Esse campo de testes não permanecerá assim por muito tempo. Durante minha visita, a equipe da Lilac começava a desmontar o local após concluir os testes de demonstração. Os resultados que a empresa compartilhou exclusivamente comigo sugerem um sucesso esmagador, especialmente para uma salmoura de qualidade tão baixa e com diversas impurezas: o equipamento da Lilac recuperou, em média, 87% do lítio disponível, com uma taxa de pureza de 99,97%.

O próximo passo será limpar a área para abrir caminho para a construção da primeira instalação comercial permanente da Lilac no mesmo local. Para atender às exigências das licenças estaduais de Utah para a nova planta, a empresa precisou interromper todas as operações do projeto de demonstração. Se tudo ocorrer conforme o planejado, a primeira instalação da Lilac nos EUA iniciará a produção comercial na segunda metade de 2027. A empresa já garantiu cerca de dois terços do financiamento necessário para o projeto. Isso pode fazer da planta a primeira nova fonte comercial de lítio a entrar em operação nos EUA em anos, e a primeira instalação de DLE da história.

Quando estiver completamente operacional, o projeto deverá produzir 5.000 toneladas por ano, o que dobraria a produção anual de lítio dos Estados Unidos. Mas uma planta em escala total usando a tecnologia da Lilac produziria entre três e cinco vezes essa quantidade.

Há alguns possíveis obstáculos. Neste ano, os reguladores de Utah começaram a reprimir empresas minerais que bombeiam água do Great Salt Lake, que continua encolhendo em meio ao agravamento das secas. (A Lilac afirma estar amplamente imune às restrições por devolver a água ao lago.) Embora as concentrações relativamente baixas de lítio na água façam deste um bom caso de teste, uma produção comercial em escala total provavelmente seria muito mais econômica em um local com maior abundância do metal.

“O Great Salt Lake provavelmente é o pior lugar possível para fazer isso, porque há desafios reais relacionados a retirar a água do lago”, diz Ashley Zumwalt-Forbes, engenheira de mineração que anteriormente atuou como vice-diretora de minerais para baterias no Departamento de Energia. “Mas, se está sendo usado apenas como um teste para a tecnologia, isso faz sentido.”
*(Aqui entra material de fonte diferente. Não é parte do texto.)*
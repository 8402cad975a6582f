//! CLI argument parsing module for appfeed

use clap::{Args, Parser, Subcommand};
use std::path::PathBuf;
use std::time::Duration;

/// Parse a timeout given in whole seconds
fn parse_timeout(s: &str) -> Result<Duration, String> {
    let secs: u64 = s
        .trim()
        .parse()
        .map_err(|_| format!("invalid number of seconds: {}", s))?;

    if secs == 0 {
        return Err("timeout must be at least 1 second".to_string());
    }

    Ok(Duration::from_secs(secs))
}

/// App-catalog repository feed generator
#[derive(Parser, Debug, Clone)]
#[command(
    name = "appfeed",
    version,
    about = "Builds an app-catalog repository feed from GitHub releases"
)]
pub struct CliArgs {
    /// Enable verbose output
    #[arg(long, global = true, conflicts_with = "quiet")]
    pub verbose: bool,

    /// Only print warnings and errors
    #[arg(short, long, global = true)]
    pub quiet: bool,

    #[command(subcommand)]
    pub command: Command,
}

#[derive(Subcommand, Debug, Clone)]
pub enum Command {
    /// Fetch releases and write the repository document
    Generate(GenerateArgs),

    /// Create a new application descriptor from a template
    New(NewArgs),
}

#[derive(Args, Debug, Clone)]
pub struct GenerateArgs {
    /// Directory containing one descriptor per application
    #[arg(long, default_value = "apps")]
    pub apps_dir: PathBuf,

    /// Repository descriptor
    #[arg(long, default_value = "repo-config.yaml")]
    pub repo_config: PathBuf,

    /// Where to write the repository document
    #[arg(short, long, default_value = "output/app-repo.json")]
    pub output: PathBuf,

    /// GitHub token (anonymous access when unset)
    #[arg(long, env = "GITHUB_TOKEN", hide_env_values = true)]
    pub github_token: Option<String>,

    /// GitHub REST API root
    #[arg(long, env = "GITHUB_API_URL", default_value = crate::forge::GITHUB_API_URL)]
    pub api_url: String,

    /// Per-request timeout in seconds
    #[arg(long, value_parser = parse_timeout, default_value = "30")]
    pub timeout: Duration,
}

#[derive(Args, Debug, Clone)]
pub struct NewArgs {
    /// Display name of the application
    pub name: Option<String>,

    /// Start from the full template instead of the basic one
    #[arg(long)]
    pub full: bool,

    /// Directory the descriptor is written to
    #[arg(long, default_value = "apps")]
    pub apps_dir: PathBuf,

    /// Directory holding basic.yaml and full.yaml
    #[arg(long, default_value = "templates")]
    pub templates_dir: PathBuf,
}

impl CliArgs {
    /// Log level implied by --verbose / --quiet
    pub fn log_level(&self) -> log::LevelFilter {
        if self.verbose {
            log::LevelFilter::Debug
        } else if self.quiet {
            log::LevelFilter::Warn
        } else {
            log::LevelFilter::Info
        }
    }
}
O que faz a Lilac se destacar entre suas concorrentes é que ela não tem planos de projetar e fabricar seu próprio equipamento de DLE e produzir lítio de fato. Em vez disso, a Lilac quer vender sua tecnologia para outras empresas. A planta piloto serve apenas para testar e apresentar seu hardware. Sully me diz que ela está sendo construída sob uma sociedade de responsabilidade limitada separada, para facilitar uma possível venda caso seja bem-sucedida.
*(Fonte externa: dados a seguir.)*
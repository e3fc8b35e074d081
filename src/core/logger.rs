//! Main logger implementation

use super::{
    config::LoggerConfig,
    error::{LoggerError, Result},
    last_char::LastCharWriter,
    log_level::LogLevel,
    log_record::LogRecord,
    prefix::PrefixContext,
    prefix_level::PrefixLevel,
    state::LogState,
    string_utils::{file_name, split_string},
    terminal::{clear_line_sequence, terminal_width},
};
use crate::sinks::{ConsoleSink, Sink};
use parking_lot::Mutex;
use std::io::Write;
use std::panic::Location;
use std::sync::Arc;

/// Everything a log statement touches, guarded by one lock
struct LoggerInner {
    state: LogState,
    out: LastCharWriter<Box<dyn Sink>>,
    /// Level and call site of the last record that was emitted
    last_record: Option<(LogLevel, String, u32)>,
}

impl LoggerInner {
    /// Make sure the next byte lands at column 0.
    fn begin_line(&mut self) -> std::io::Result<()> {
        if self.out.at_line_start() {
            return Ok(());
        }
        if self.state.clean_line_before_print() && self.out.get_ref().is_terminal() {
            if let Some(width) = terminal_width() {
                return self.out.write_all(clear_line_sequence(width).as_bytes());
            }
        }
        self.out.write_all(b"\n")
    }

    /// Write `payload` line by line, each line carrying `prefix`.
    fn write_lines(&mut self, prefix: &str, payload: &str) -> std::io::Result<()> {
        let separator = if prefix.is_empty() { "" } else { " " };
        for (idx, line) in split_string(payload, "\n").iter().enumerate() {
            if idx > 0 {
                self.out.write_all(b"\n")?;
            }
            self.out.write_all(prefix.as_bytes())?;
            if !line.is_empty() {
                self.out.write_all(separator.as_bytes())?;
                self.out.write_all(line.as_bytes())?;
            }
        }
        Ok(())
    }

    fn emit(
        &mut self,
        level: LogLevel,
        file: &str,
        line: u32,
        payload: &str,
        line_jump: Option<bool>,
    ) -> Result<()> {
        if !self.state.is_enabled(level) {
            return Ok(());
        }

        // A trailing newline in the payload terminates the line itself
        let (payload, line_jump) = match payload.strip_suffix('\n') {
            Some(stripped) => (stripped, true),
            None => (
                payload,
                line_jump.unwrap_or(!self.state.disable_printf_line_jump()),
            ),
        };

        let ctx = PrefixContext::capture(level, file, line);
        let prefix = self.state.render_prefix(&ctx);

        self.write_record(&prefix, payload, line_jump).map_err(|e| {
            LoggerError::io_operation(
                "writing log record",
                format!("sink '{}' rejected the record", self.out.get_ref().name()),
                e,
            )
        })?;

        self.last_record = Some((level, file.to_string(), line));
        Ok(())
    }

    fn write_record(
        &mut self,
        prefix: &str,
        payload: &str,
        line_jump: bool,
    ) -> std::io::Result<()> {
        self.begin_line()?;
        self.write_lines(prefix, payload)?;
        if line_jump {
            self.out.write_all(b"\n")?;
        }
        self.out.flush()
    }
}

/// Report an emission failure on stderr; used where no caller can receive it
pub(crate) fn report_error(result: Result<()>) {
    if let Err(e) = result {
        eprintln!("[LOGGER ERROR] {}", e);
    }
}

/// Thread-safe handle to a shared logger.
///
/// Clones share the same settings, sink and line tracking. Every setter and
/// every log statement takes the same lock exactly once, so concurrent
/// statements never interleave their bytes.
#[derive(Clone)]
pub struct Logger {
    inner: Arc<Mutex<LoggerInner>>,
}

impl Logger {
    /// Logger writing to stdout with the default configuration
    #[must_use]
    pub fn new() -> Self {
        Self::with_config(LoggerConfig::default(), ConsoleSink::stdout())
    }

    #[must_use]
    pub fn with_sink(sink: impl Sink + 'static) -> Self {
        Self::with_config(LoggerConfig::default(), sink)
    }

    #[must_use]
    pub fn with_config(config: LoggerConfig, sink: impl Sink + 'static) -> Self {
        Self::from_parts(config, Box::new(sink))
    }

    fn from_parts(config: LoggerConfig, sink: Box<dyn Sink>) -> Self {
        Self {
            inner: Arc::new(Mutex::new(LoggerInner {
                state: LogState::new(&config),
                out: LastCharWriter::new(sink),
                last_record: None,
            })),
        }
    }

    /// Create a builder for fluent configuration
    #[must_use]
    pub fn builder() -> LoggerBuilder {
        LoggerBuilder::new()
    }

    // ---------------------------------------------------------------------
    // Setters
    // ---------------------------------------------------------------------

    pub fn set_max_log_level(&self, level: LogLevel) {
        self.inner.lock().state.set_max_log_level(level);
    }

    /// Set the maximum level from its raw value; out-of-range values are clamped
    pub fn set_max_log_level_int(&self, level: i64) {
        self.inner.lock().state.set_max_log_level_int(level);
    }

    pub fn set_prefix_level(&self, level: PrefixLevel) {
        self.inner.lock().state.set_prefix_level(level);
    }

    pub fn set_enable_colors(&self, enable: bool) {
        self.inner.lock().state.set_enable_colors(enable);
    }

    pub fn set_propagate_colors_on_user_header(&self, propagate: bool) {
        self.inner
            .lock()
            .state
            .set_propagate_colors_on_user_header(propagate);
    }

    pub fn set_clean_line_before_print(&self, clean: bool) {
        self.inner.lock().state.set_clean_line_before_print(clean);
    }

    pub fn set_disable_printf_line_jump(&self, disable: bool) {
        self.inner.lock().state.set_disable_printf_line_jump(disable);
    }

    pub fn set_user_header(&self, header: impl Into<String>) {
        self.inner.lock().state.set_user_header(header);
    }

    pub fn set_prefix_format(&self, format: impl Into<String>) {
        self.inner.lock().state.set_prefix_format(format);
    }

    pub fn set_time_format(&self, format: impl Into<String>) {
        self.inner.lock().state.set_time_format(format);
    }

    /// Replace every setting at once
    pub fn apply_config(&self, config: &LoggerConfig) {
        self.inner.lock().state.apply_config(config);
    }

    // ---------------------------------------------------------------------
    // Getters
    // ---------------------------------------------------------------------

    pub fn max_log_level(&self) -> LogLevel {
        self.inner.lock().state.max_log_level()
    }

    pub fn max_log_level_int(&self) -> i64 {
        self.max_log_level().as_int()
    }

    pub fn prefix_level(&self) -> PrefixLevel {
        self.inner.lock().state.prefix_level()
    }

    pub fn enable_colors(&self) -> bool {
        self.inner.lock().state.enable_colors()
    }

    pub fn user_header(&self) -> String {
        self.inner.lock().state.user_header().to_string()
    }

    pub fn prefix_format(&self) -> String {
        self.inner.lock().state.prefix_format().to_string()
    }

    /// Snapshot of the current settings
    pub fn config(&self) -> LoggerConfig {
        self.inner.lock().state.to_config()
    }

    pub fn is_enabled(&self, level: LogLevel) -> bool {
        self.inner.lock().state.is_enabled(level)
    }

    /// Last byte written to the sink, `None` before any output
    pub fn last_char(&self) -> Option<u8> {
        self.inner.lock().out.last_char()
    }

    /// Prefix the last emitted record would get if it were logged now.
    ///
    /// Before the first record this renders an INFO prefix with an empty
    /// call site.
    pub fn prefix_string(&self) -> String {
        let mut inner = self.inner.lock();
        let (level, file, line) = inner
            .last_record
            .clone()
            .unwrap_or((LogLevel::Info, String::new(), 0));
        let ctx = PrefixContext::capture(level, &file, line);
        inner.state.render_prefix(&ctx)
    }

    /// Prefix for an explicit record
    pub fn prefix_string_for(&self, level: LogLevel, file: &str, line: u32) -> String {
        let ctx = PrefixContext::capture(level, file, line);
        self.inner.lock().state.render_prefix(&ctx)
    }

    // ---------------------------------------------------------------------
    // Emission
    // ---------------------------------------------------------------------

    /// Start a record at an explicit call site
    pub fn record_at<'a>(&'a self, level: LogLevel, file: &'a str, line: u32) -> LogRecord<'a> {
        LogRecord::new(self, level, file, line)
    }

    /// Start a record at the caller's location
    #[track_caller]
    pub fn record(&self, level: LogLevel) -> LogRecord<'_> {
        let location = Location::caller();
        LogRecord::new(self, level, file_name(location.file()), location.line())
    }

    /// Emit one complete statement under the lock.
    ///
    /// `line_jump` overrides the configured trailing-newline policy.
    pub fn emit(
        &self,
        level: LogLevel,
        file: &str,
        line: u32,
        payload: &str,
        line_jump: Option<bool>,
    ) -> Result<()> {
        self.inner.lock().emit(level, file, line, payload, line_jump)
    }

    #[track_caller]
    pub fn log(&self, level: LogLevel, message: impl AsRef<str>) {
        let location = Location::caller();
        report_error(self.emit(
            level,
            file_name(location.file()),
            location.line(),
            message.as_ref(),
            Some(true),
        ));
    }

    #[track_caller]
    pub fn fatal(&self, message: impl AsRef<str>) {
        self.log(LogLevel::Fatal, message);
    }

    #[track_caller]
    pub fn error(&self, message: impl AsRef<str>) {
        self.log(LogLevel::Error, message);
    }

    #[track_caller]
    pub fn alert(&self, message: impl AsRef<str>) {
        self.log(LogLevel::Alert, message);
    }

    #[track_caller]
    pub fn warning(&self, message: impl AsRef<str>) {
        self.log(LogLevel::Warning, message);
    }

    #[track_caller]
    pub fn info(&self, message: impl AsRef<str>) {
        self.log(LogLevel::Info, message);
    }

    #[track_caller]
    pub fn debug(&self, message: impl AsRef<str>) {
        self.log(LogLevel::Debug, message);
    }

    #[track_caller]
    pub fn trace(&self, message: impl AsRef<str>) {
        self.log(LogLevel::Trace, message);
    }

    /// Move to the start of a fresh line without printing any prefix.
    ///
    /// Does nothing when the output already sits at the start of a line.
    pub fn quiet_line_jump(&self) -> Result<()> {
        let mut inner = self.inner.lock();
        if inner.out.at_line_start() {
            return Ok(());
        }
        inner
            .out
            .write_all(b"\n")
            .and_then(|_| inner.out.flush())
            .map_err(|e| LoggerError::io_operation("jumping to a new line", "sink write failed", e))
    }

    pub fn flush(&self) -> Result<()> {
        self.inner.lock().out.flush()?;
        Ok(())
    }

    /// Terminate a pending partial line and flush the sink
    pub fn shutdown(&self) -> Result<()> {
        self.quiet_line_jump()?;
        self.flush()
    }
}

impl Default for Logger {
    fn default() -> Self {
        Self::new()
    }
}

impl std::fmt::Debug for Logger {
    fn fmt(&self, f: &mut std::fmt::Formatter<'_>) -> std::fmt::Result {
        let inner = self.inner.lock();
        f.debug_struct("Logger")
            .field("sink", &inner.out.get_ref().name())
            .field("state", &inner.state)
            .finish()
    }
}

/// Builder for creating a Logger with fluent configuration
///
/// # Example
///
/// ```
/// use prefix_logger::{Logger, LogLevel, MemorySink, PrefixLevel};
///
/// let sink = MemorySink::new();
/// let logger = Logger::builder()
///     .max_log_level(LogLevel::Info)
///     .prefix_level(PrefixLevel::Minimal)
///     .enable_colors(false)
///     .user_header("[demo]")
///     .sink(sink.clone())
///     .build();
///
/// logger.debug("hidden");
/// logger.warning("shown");
/// assert_eq!(sink.contents(), "[demo] WARNING shown\n");
/// ```
pub struct LoggerBuilder {
    config: LoggerConfig,
    sink: Option<Box<dyn Sink>>,
}

impl LoggerBuilder {
    #[must_use]
    pub fn new() -> Self {
        Self {
            config: LoggerConfig::default(),
            sink: None,
        }
    }

    /// Start from a complete configuration
    #[must_use]
    pub fn config(mut self, config: LoggerConfig) -> Self {
        self.config = config;
        self
    }

    #[must_use]
    pub fn max_log_level(mut self, level: LogLevel) -> Self {
        self.config.max_log_level = level;
        self
    }

    #[must_use]
    pub fn prefix_level(mut self, level: PrefixLevel) -> Self {
        self.config.prefix_level = level;
        self
    }

    #[must_use]
    pub fn enable_colors(mut self, enable: bool) -> Self {
        self.config.enable_colors = enable;
        self
    }

    #[must_use]
    pub fn propagate_colors_on_user_header(mut self, propagate: bool) -> Self {
        self.config.propagate_colors_on_user_header = propagate;
        self
    }

    #[must_use]
    pub fn clean_line_before_print(mut self, clean: bool) -> Self {
        self.config.clean_line_before_print = clean;
        self
    }

    #[must_use]
    pub fn disable_printf_line_jump(mut self, disable: bool) -> Self {
        self.config.disable_printf_line_jump = disable;
        self
    }

    #[must_use]
    pub fn user_header(mut self, header: impl Into<String>) -> Self {
        self.config.user_header = header.into();
        self
    }

    #[must_use]
    pub fn prefix_format(mut self, format: impl Into<String>) -> Self {
        self.config.prefix_format = format.into();
        self
    }

    #[must_use]
    pub fn time_format(mut self, format: impl Into<String>) -> Self {
        self.config.time_format = format.into();
        self
    }

    /// Output destination; stdout when not set
    #[must_use]
    pub fn sink(mut self, sink: impl Sink + 'static) -> Self {
        self.sink = Some(Box::new(sink));
        self
    }

    #[must_use]
    pub fn build(self) -> Logger {
        let sink = self
            .sink
            .unwrap_or_else(|| Box::new(ConsoleSink::stdout()));
        Logger::from_parts(self.config, sink)
    }
}

impl Default for LoggerBuilder {
    fn default() -> Self {
        Self::new()
    }
}
//! Console sink implementation

use super::Sink;
use std::io::{self, IsTerminal, Write};

#[derive(Debug, Clone, Copy, PartialEq, Eq, Default)]
pub enum ConsoleTarget {
    #[default]
    Stdout,
    Stderr,
}

/// Writes to the process's standard output or standard error
#[derive(Debug, Clone, Copy, Default)]
pub struct ConsoleSink {
    target: ConsoleTarget,
}

impl ConsoleSink {
    pub fn new() -> Self {
        Self::stdout()
    }

    pub fn stdout() -> Self {
        Self {
            target: ConsoleTarget::Stdout,
        }
    }

    pub fn stderr() -> Self {
        Self {
            target: ConsoleTarget::Stderr,
        }
    }

    pub fn target(&self) -> ConsoleTarget {
        self.target
    }
}

impl Write for ConsoleSink {
    fn write(&mut self, buf: &[u8]) -> io::Result<usize> {
        match self.target {
            ConsoleTarget::Stdout => io::stdout().lock().write(buf),
            ConsoleTarget::Stderr => io::stderr().lock().write(buf),
        }
    }

    fn flush(&mut self) -> io::Result<()> {
        match self.target {
            ConsoleTarget::Stdout => io::stdout().flush(),
            ConsoleTarget::Stderr => io::stderr().flush(),
        }
    }
}

impl Sink for ConsoleSink {
    fn name(&self) -> &str {
        match self.target {
            ConsoleTarget::Stdout => "stdout",
            ConsoleTarget::Stderr => "stderr",
        }
    }

    fn is_terminal(&self) -> bool {
        match self.target {
            ConsoleTarget::Stdout => io::stdout().is_terminal(),
            ConsoleTarget::Stderr => io::stderr().is_terminal(),
        }
    }
}

#[cfg(test)]
mod tests {
    use super::*;

    #[test]
    fn test_targets() {
        assert_eq!(ConsoleSink::new().target(), ConsoleTarget::Stdout);
        assert_eq!(ConsoleSink::stderr().name(), "stderr");
        assert_eq!(ConsoleSink::stdout().name(), "stdout");
    }

    #[test]
    fn test_write_and_flush() {
        let mut sink = ConsoleSink::stderr();
        assert_eq!(sink.write(b"").unwrap(), 0);
        sink.flush().unwrap();
    }
}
É uma estratégia incomum na indústria do lítio. Uma vez que a maior parte das empresas obtém sucesso com sua tecnologia, “elas enlouquecem e acham que podem se integrar verticalmente e, ao mesmo tempo, ser mineradoras e produtoras de energia”, diz Kwasi Ampofo, chefe de minerais e metais na consultoria de energia BloombergNEF.

“A Lilac está tentando ser uma fornecedora de tecnologia”, ele diz. “Eu me pergunto por que muito mais pessoas não estão escolhendo esse caminho.”

Se tudo der certo, afirma Sully, a Lilac pode se tornar a fornecedora preferencial para projetos como os locais apoiados pela indústria do petróleo na região de Smackover e além.

“Acreditamos que nossa tecnologia é a próxima geração”, ele diz. “E, se acabarmos trabalhando com uma Exxon, uma Chevron ou uma Rio Tinto, queremos ser o provedor de tecnologia de DLE no projeto de lítio deles.”